Question

A 1-year-old 4-month-old child has been diagnosed with mild to moderate supratentorial hydrocephalus, currently showing no symptoms except occasional twitching of the corners of the mouth, and normal intellectual development. Besides traditional treatment methods, are there any more conservative treatment options?

Answer

Hydrocephalus can be categorized into obstructive and communicating hydrocephalus, with the latter being less common. Traditional treatment for hydrocephalus involves ventriculo-peritoneal shunt surgery, where a silicone tube is used to connect the ventricles and abdomen, allowing the fluid to drain into the abdominal cavity for absorption. However, this surgery has a high rate of complications, including shunt blockage, dislodgment, breakage, intracranial infection, abdominal infection, and abdominal discomfort.
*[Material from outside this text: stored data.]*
//! Contact form stub. Submissions are validated and logged, never stored or sent.

use axum::{Form, Json};
use serde::{Deserialize, Serialize};
use tracing::info;

use crate::errors::AppError;

#[derive(Debug, Deserialize)]
pub struct ContactRequest {
    pub name: String,
    pub email: String,
    pub message: String,
}

#[derive(Debug, Serialize)]
pub struct ContactResponse {
    pub status: String,
    pub message: String,
}

/// POST /api/v1/contact
pub async fn handle_contact(
    Form(request): Form<ContactRequest>,
) -> Result<Json<ContactResponse>, AppError> {
    validate_contact(&request)?;

    let name = request.name.trim();
    info!(
        "Contact form submission from {} <{}> ({} chars)",
        name,
        request.email.trim(),
        request.message.trim().chars().count()
    );

    Ok(Json(ContactResponse {
        status: "received".to_string(),
        message: format!("Thank you, {name}! Your message has been received."),
    }))
}

fn validate_contact(request: &ContactRequest) -> Result<(), AppError> {
    if request.name.trim().is_empty() {
        return Err(AppError::Validation("name cannot be empty".to_string()));
    }
    let email = request.email.trim();
    if email.is_empty() || !email.contains('@') {
        return Err(AppError::Validation("email must be a valid address".to_string()));
    }
    if request.message.trim().is_empty() {
        return Err(AppError::Validation("message cannot be empty".to_string()));
    }
    Ok(())
}

#[cfg(test)]
mod tests {
    use super::*;

    fn request(name: &str, email: &str, message: &str) -> ContactRequest {
        ContactRequest {
            name: name.to_string(),
            email: email.to_string(),
            message: message.to_string(),
        }
    }

    #[test]
    fn test_valid_submission_passes() {
        assert!(validate_contact(&request("Sam", "sam@example.com", "Hi")).is_ok());
    }

    #[test]
    fn test_blank_name_rejected() {
        assert!(validate_contact(&request("  ", "sam@example.com", "Hi")).is_err());
    }

    #[test]
    fn test_email_without_at_rejected() {
        assert!(validate_contact(&request("Sam", "sam.example.com", "Hi")).is_err());
    }

    #[test]
    fn test_blank_message_rejected() {
        assert!(validate_contact(&request("Sam", "sam@example.com", "\n")).is_err());
    }
}
// Portfolio content: data model, compiled-in defaults, the generator seam,
// and the cache → generation → defaults resolution chain.

pub mod defaults;
pub mod generator;
pub mod models;
pub mod resolver;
Patients may require multiple surgeries, and as they grow, the length of the shunt tube needs to be adjusted continuously, causing more pain and economic burden. In recent years, internationally recognized as the first-line treatment for obstructive hydrocephalus is endoscopic third ventriculostomy surgery. This involves creating a hole at the bottom of the third ventricle through an endoscope to allow fluid to drain and relieve the hydrocephalus. The advantages of this surgery include minimal trauma, good efficacy, avoidance of repeat surgeries, and greater conformity to physiological requirements. Usually, an isotope examination is required before surgery to determine if it is obstructive hydrocephalus. Due to the expensive equipment and high technical requirements for such surgeries, only a few major hospitals can perform them.